The influx of investment capital into the business aviation market has caused major changes to the industry, Directional Aviation principal Kenn Ricci said yesterday at Corporate Jet Investor Miami. According to Ricci, the amount of private aircraft available for nonscheduled commercial operations has increased by approximately 25 percent since 2016, but the amount of operators has begun to decline.
At the same time, the average fleet size per operator grew from 11.4 to 15.7 aircraft and the number of operators with more than 80 aircraft climbed from two in 2017 to seven today. In fact, the top five operators—NetJets, Flexjet, Vista Jet, Wheels Up, and Jet Linx—now control more than a third of the private jet fleet due to merger and acquisition activity, as well as organic growth.
That growth has been spurred by significant capital deployment in the industry, Ricci said. Since 2017, there have been 92 private aviation operating company transactions. As examples, he cited the recent acquisitions that allowed Wheels Up to add 233 aircraft to its fleet and VistaJet’s purchases that increased its own fleet by 225 airplanes.
As a result, Ricci said larger operators can now compete better with airlines to attract and retain pilots and offer stability even as many corporate flight department vacancies go unfilled. In fact, he sees further declines in the utility of corporate flight departments, which are in some cases tied to corporate structure in terms of the salaries they can offer flight crews. As well, with the trend of corporate flight activity moving to a lower profile due to “flight shaming” concerns, commercial fleet operators offer the benefit of anonymity.
Many of the pilots recruited by the large business jet operators come from commuter airlines or smaller Part 135 operators. “That then trickles down and creates a challenge for the smaller operators as to where they get their pilots from and that then exacerbates the problem, because the larger operators continue to grow their fleet,” he said.
Ricci predicts the economies of scale leverage enjoyed by the large operators will continue to put pressure on the smaller operators.

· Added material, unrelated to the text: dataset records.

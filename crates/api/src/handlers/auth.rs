//! Handlers for the `/auth` resource (login, refresh, logout, me).

use axum::extract::State;
use axum::http::{HeaderMap, StatusCode};
use axum::Json;
use chrono::Utc;
use serde::{Deserialize, Serialize};
use vitrine_core::audit::action_types;
use vitrine_core::error::CoreError;
use vitrine_core::types::DbId;
use vitrine_db::models::session::CreateSession;
use vitrine_db::models::user::{User, UserResponse};
use vitrine_db::repositories::{RoleRepo, SessionRepo, UserRepo};

use super::audit;
use crate::auth::jwt::{generate_access_token, generate_refresh_token, hash_refresh_token};
use crate::auth::password::verify_password;
use crate::error::{AppError, AppResult};
use crate::middleware::auth::{client_ip, user_agent, AuthUser};
use crate::response::DataResponse;
use crate::state::AppState;

/// Maximum consecutive failed login attempts before locking the account.
const MAX_FAILED_ATTEMPTS: i32 = 5;

/// Duration in minutes to lock an account after exceeding failed attempts.
const LOCK_DURATION_MINS: i64 = 15;

// ---------------------------------------------------------------------------
// Request / response types
// ---------------------------------------------------------------------------

/// Request body for `POST /auth/login`. `login` is a username or email.
#[derive(Debug, Deserialize)]
pub struct LoginRequest {
    #[serde(alias = "username", alias = "email")]
    pub login: String,
    pub password: String,
}

/// Request body for `POST /auth/refresh`.
#[derive(Debug, Deserialize)]
pub struct RefreshRequest {
    pub refresh_token: String,
}

/// Returned by login and refresh.
#[derive(Debug, Serialize)]
pub struct AuthResponse {
    pub access_token: String,
    pub refresh_token: String,
    /// Access token lifetime in seconds.
    pub expires_in: i64,
    pub user: UserResponse,
}

// ---------------------------------------------------------------------------
// Handlers
// ---------------------------------------------------------------------------

/// POST /api/v1/auth/login
///
/// Authenticate with username (or email) + password.
pub async fn login(
    State(state): State<AppState>,
    headers: HeaderMap,
    Json(input): Json<LoginRequest>,
) -> AppResult<Json<DataResponse<AuthResponse>>> {
    let invalid = || {
        AppError::Core(CoreError::Unauthorized(
            "Invalid username or password".into(),
        ))
    };

    let user = UserRepo::find_by_login(&state.pool, input.login.trim())
        .await?
        .ok_or_else(invalid)?;

    if !user.is_active {
        return Err(AppError::Core(CoreError::Forbidden(
            "Account is deactivated".into(),
        )));
    }

    if let Some(locked_until) = user.locked_until {
        if locked_until > Utc::now() {
            return Err(AppError::Core(CoreError::Forbidden(
                "Account is temporarily locked. Try again later.".into(),
            )));
        }
    }

    let password_valid = verify_password(&input.password, &user.password_hash)
        .map_err(|e| AppError::InternalError(format!("Password verification error: {e}")))?;

    if !password_valid {
        let failures = UserRepo::increment_failed_login(&state.pool, user.id).await?;
        if failures >= MAX_FAILED_ATTEMPTS {
            let lock_until = Utc::now() + chrono::Duration::minutes(LOCK_DURATION_MINS);
            UserRepo::lock_account(&state.pool, user.id, lock_until).await?;
            tracing::warn!(user_id = user.id, failures, "Account locked after failed logins");
        }
        return Err(invalid());
    }

    UserRepo::record_successful_login(&state.pool, user.id).await?;

    let ip_address = client_ip(&headers);
    let response = create_auth_response(&state, &user, &headers, None).await?;

    tracing::info!(user_id = user.id, role = %response.user.role, "User logged in");
    audit::record_session_event(&state, user.id, action_types::LOGIN, ip_address).await;

    Ok(Json(DataResponse { data: response }))
}

/// POST /api/v1/auth/refresh
///
/// Exchange a refresh token for a new pair. The old token is spent; if it
/// is ever presented again every session of that user is revoked.
pub async fn refresh(
    State(state): State<AppState>,
    headers: HeaderMap,
    Json(input): Json<RefreshRequest>,
) -> AppResult<Json<DataResponse<AuthResponse>>> {
    let invalid = || {
        AppError::Core(CoreError::Unauthorized(
            "Invalid or expired refresh token".into(),
        ))
    };

    let token_hash = hash_refresh_token(&input.refresh_token);
    let session = SessionRepo::find_by_hash(&state.pool, &token_hash)
        .await?
        .ok_or_else(invalid)?;

    if session.is_reused() {
        let revoked = SessionRepo::revoke_all_for_user(&state.pool, session.user_id).await?;
        tracing::warn!(
            user_id = session.user_id,
            session_id = session.id,
            revoked,
            "Rotated refresh token reused, all sessions revoked"
        );
        return Err(invalid());
    }
    if !session.is_live(Utc::now()) {
        return Err(invalid());
    }

    let user = UserRepo::find_by_id(&state.pool, session.user_id)
        .await?
        .ok_or_else(|| AppError::Core(CoreError::Unauthorized("User no longer exists".into())))?;

    if !user.is_active {
        return Err(AppError::Core(CoreError::Forbidden(
            "Account is deactivated".into(),
        )));
    }

    let response = create_auth_response(&state, &user, &headers, Some(session.id)).await?;
    Ok(Json(DataResponse { data: response }))
}

/// POST /api/v1/auth/logout
///
/// Revoke every session of the caller. Returns 204.
pub async fn logout(State(state): State<AppState>, auth_user: AuthUser) -> AppResult<StatusCode> {
    let revoked = SessionRepo::revoke_all_for_user(&state.pool, auth_user.user_id).await?;
    tracing::info!(user_id = auth_user.user_id, revoked, "User logged out");
    audit::record_session_event(
        &state,
        auth_user.user_id,
        action_types::LOGOUT,
        auth_user.ip_address.clone(),
    )
    .await;
    Ok(StatusCode::NO_CONTENT)
}

/// GET /api/v1/auth/me
pub async fn me(
    State(state): State<AppState>,
    auth_user: AuthUser,
) -> AppResult<Json<DataResponse<UserResponse>>> {
    let user = UserRepo::find_by_id(&state.pool, auth_user.user_id)
        .await?
        .ok_or_else(|| AppError::Core(CoreError::Unauthorized("User no longer exists".into())))?;
    let role = RoleRepo::resolve_name(&state.pool, user.role_id).await?;
    Ok(Json(DataResponse {
        data: UserResponse::from_user(&user, role),
    }))
}

// ---------------------------------------------------------------------------
// Helpers
// ---------------------------------------------------------------------------

/// Issue tokens, persist a session row, and build the response.
///
/// With `rotating`, the new session replaces that one atomically; losing a
/// race against a concurrent refresh of the same token is a 401.
async fn create_auth_response(
    state: &AppState,
    user: &User,
    headers: &HeaderMap,
    rotating: Option<DbId>,
) -> AppResult<AuthResponse> {
    let role = RoleRepo::resolve_name(&state.pool, user.role_id).await?;

    let access_token = generate_access_token(user.id, &role, &state.config.jwt)
        .map_err(|e| AppError::InternalError(format!("Token generation error: {e}")))?;

    let (refresh_plaintext, refresh_hash) = generate_refresh_token();
    let session = CreateSession {
        user_id: user.id,
        refresh_token_hash: refresh_hash,
        expires_at: Utc::now() + chrono::Duration::days(state.config.jwt.refresh_token_expiry_days),
        user_agent: user_agent(headers),
        ip_address: client_ip(headers),
    };

    match rotating {
        None => {
            SessionRepo::create(&state.pool, &session).await?;
        }
        Some(old_id) => {
            SessionRepo::rotate(&state.pool, old_id, &session)
                .await?
                .ok_or_else(|| {
                    AppError::Core(CoreError::Unauthorized(
                        "Refresh token was already used".into(),
                    ))
                })?;
        }
    }

    Ok(AuthResponse {
        access_token,
        refresh_token: refresh_plaintext,
        expires_in: state.config.jwt.access_token_expiry_mins * 60,
        user: UserResponse::from_user(user, role),
    })
}
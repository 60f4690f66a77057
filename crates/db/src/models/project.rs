//! Portfolio project and project image models.

use chrono::NaiveDate;
use serde::{Deserialize, Serialize};
use sqlx::FromRow;
use vitrine_core::types::{DbId, Timestamp};

/// A row from the `projects` table.
#[derive(Debug, Clone, FromRow, Serialize)]
pub struct Project {
    pub id: DbId,
    pub title: String,
    pub slug: String,
    pub client_name: Option<String>,
    pub summary: Option<String>,
    pub description: Option<String>,
    pub cover_image_url: Option<String>,
    pub category: Option<String>,
    pub completed_on: Option<NaiveDate>,
    pub sort_order: i32,
    pub is_active: bool,
    pub deleted_at: Option<Timestamp>,
    pub created_at: Timestamp,
    pub updated_at: Timestamp,
}

/// DTO for creating a project.
#[derive(Debug, Clone, Deserialize)]
pub struct CreateProject {
    pub title: String,
    pub slug: Option<String>,
    pub client_name: Option<String>,
    pub summary: Option<String>,
    pub description: Option<String>,
    pub cover_image_url: Option<String>,
    pub category: Option<String>,
    pub completed_on: Option<NaiveDate>,
    pub sort_order: Option<i32>,
    pub is_active: Option<bool>,
}

/// DTO for updating a project. All fields optional.
#[derive(Debug, Clone, Default, Deserialize)]
pub struct UpdateProject {
    pub title: Option<String>,
    pub slug: Option<String>,
    pub client_name: Option<String>,
    pub summary: Option<String>,
    pub description: Option<String>,
    pub cover_image_url: Option<String>,
    pub category: Option<String>,
    pub completed_on: Option<NaiveDate>,
    pub is_active: Option<bool>,
}

/// A row from the `project_images` table.
#[derive(Debug, Clone, FromRow, Serialize)]
pub struct ProjectImage {
    pub id: DbId,
    pub project_id: DbId,
    pub image_url: String,
    pub caption: Option<String>,
    pub sort_order: i32,
    pub created_at: Timestamp,
    pub updated_at: Timestamp,
}

/// DTO for attaching an image to a project. Appended last when `sort_order`
/// is omitted.
#[derive(Debug, Clone, Deserialize)]
pub struct CreateProjectImage {
    pub image_url: String,
    pub caption: Option<String>,
    pub sort_order: Option<i32>,
}

/// DTO for updating a project image.
#[derive(Debug, Clone, Deserialize)]
pub struct UpdateProjectImage {
    pub image_url: Option<String>,
    pub caption: Option<String>,
}

/// A project together with its ordered images (public detail view).
#[derive(Debug, Clone, Serialize)]
pub struct ProjectWithImages {
    #[serde(flatten)]
    pub project: Project,
    pub images: Vec<ProjectImage>,
}
//! Client testimonial (review) entity model and DTOs.

use serde::{Deserialize, Serialize};
use sqlx::FromRow;
use vitrine_core::types::{DbId, Timestamp};

/// A row from the `reviews` table. `rating` is 1-5.
#[derive(Debug, Clone, FromRow, Serialize)]
pub struct Review {
    pub id: DbId,
    pub author_name: String,
    pub author_title: Option<String>,
    pub company: Option<String>,
    pub avatar_url: Option<String>,
    pub rating: i16,
    pub content: String,
    pub sort_order: i32,
    pub is_active: bool,
    pub deleted_at: Option<Timestamp>,
    pub created_at: Timestamp,
    pub updated_at: Timestamp,
}

#[derive(Debug, Clone, Deserialize)]
pub struct CreateReview {
    pub author_name: String,
    pub author_title: Option<String>,
    pub company: Option<String>,
    pub avatar_url: Option<String>,
    pub rating: Option<i16>,
    pub content: String,
    pub sort_order: Option<i32>,
    pub is_active: Option<bool>,
}

#[derive(Debug, Clone, Default, Deserialize)]
pub struct UpdateReview {
    pub author_name: Option<String>,
    pub author_title: Option<String>,
    pub company: Option<String>,
    pub avatar_url: Option<String>,
    pub rating: Option<i16>,
    pub content: Option<String>,
    pub is_active: Option<bool>,
}
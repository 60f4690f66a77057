//! Audit trail action names and detail redaction.

/// Known action types for audit log entries.
pub mod action_types {
    pub const LOGIN: &str = "login";
    pub const LOGOUT: &str = "logout";
    pub const ENTITY_CREATE: &str = "entity_create";
    pub const ENTITY_UPDATE: &str = "entity_update";
    pub const ENTITY_DELETE: &str = "entity_delete";
    pub const ENTITY_RESTORE: &str = "entity_restore";
    pub const ENTITY_PURGE: &str = "entity_purge";
    pub const ENTITY_REORDER: &str = "entity_reorder";
    pub const ENTITY_TOGGLE: &str = "entity_toggle";
    pub const CONFIG_CHANGE: &str = "config_change";
}

/// Fields whose values never reach the audit table.
pub const SENSITIVE_FIELDS: &[&str] = &[
    "password",
    "token",
    "secret",
    "api_key",
    "authorization",
    "credential",
];

/// Replace the value of any sensitive key (at any depth) with `"[REDACTED]"`.
pub fn redact_sensitive_fields(value: &serde_json::Value) -> serde_json::Value {
    match value {
        serde_json::Value::Object(map) => {
            let redacted = map
                .iter()
                .map(|(key, val)| {
                    let lower = key.to_lowercase();
                    let val = if SENSITIVE_FIELDS.iter().any(|f| lower.contains(f)) {
                        serde_json::Value::String("[REDACTED]".to_string())
                    } else {
                        redact_sensitive_fields(val)
                    };
                    (key.clone(), val)
                })
                .collect();
            serde_json::Value::Object(redacted)
        }
        serde_json::Value::Array(items) => {
            serde_json::Value::Array(items.iter().map(redact_sensitive_fields).collect())
        }
        other => other.clone(),
    }
}
//! Route definitions for `/admin/packages`.

use axum::routing::get;
use axum::Router;
use vitrine_db::ContentTable;

use super::sortable;
use crate::handlers::packages;
use crate::state::AppState;

/// Routes mounted at `/admin/packages`.
///
/// ```text
/// GET    /          -> list_packages (?include_inactive=true)
/// POST   /          -> create_package
/// GET    /{id}      -> get_package
/// PUT    /{id}      -> update_package
/// ```
///
/// Ordering, publish toggle, delete and restore come from
/// [`sortable::router`].
pub fn router() -> Router<AppState> {
    Router::new()
        .route("/", get(packages::list_packages).post(packages::create_package))
        .route("/{id}", get(packages::get_package).put(packages::update_package))
        .merge(sortable::router(ContentTable::Packages))
}
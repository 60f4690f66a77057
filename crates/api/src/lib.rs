//! Vitrine API server library.
//!
//! Exposes config, state, error handling and routes so the binary
//! entrypoint and the integration tests build the exact same app.

pub mod auth;
pub mod background;
pub mod config;
pub mod error;
pub mod handlers;
pub mod middleware;
pub mod notifications;
pub mod query;
pub mod response;
pub mod router;
pub mod routes;
pub mod state;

“This huge influx of capital expanded infrastructure, it has expanded maintenance capacity, and it has provoked and instilled the beginnings of these large fleet operations,” he noted. Ricci cited several investments of $400 million or more by private equity in the business aviation market over the past several years, involving not only fleet operations but infrastructure as well.
Included are the $4.7 billion deal for Signature Aviation, $3.47 million purchase of Atlantic Aviation, and $1.197 billion sale of Tac Air. In addition, the aircraft OEMs have pumped “tremendous” internal capital into their maintenance networks to increase capacity.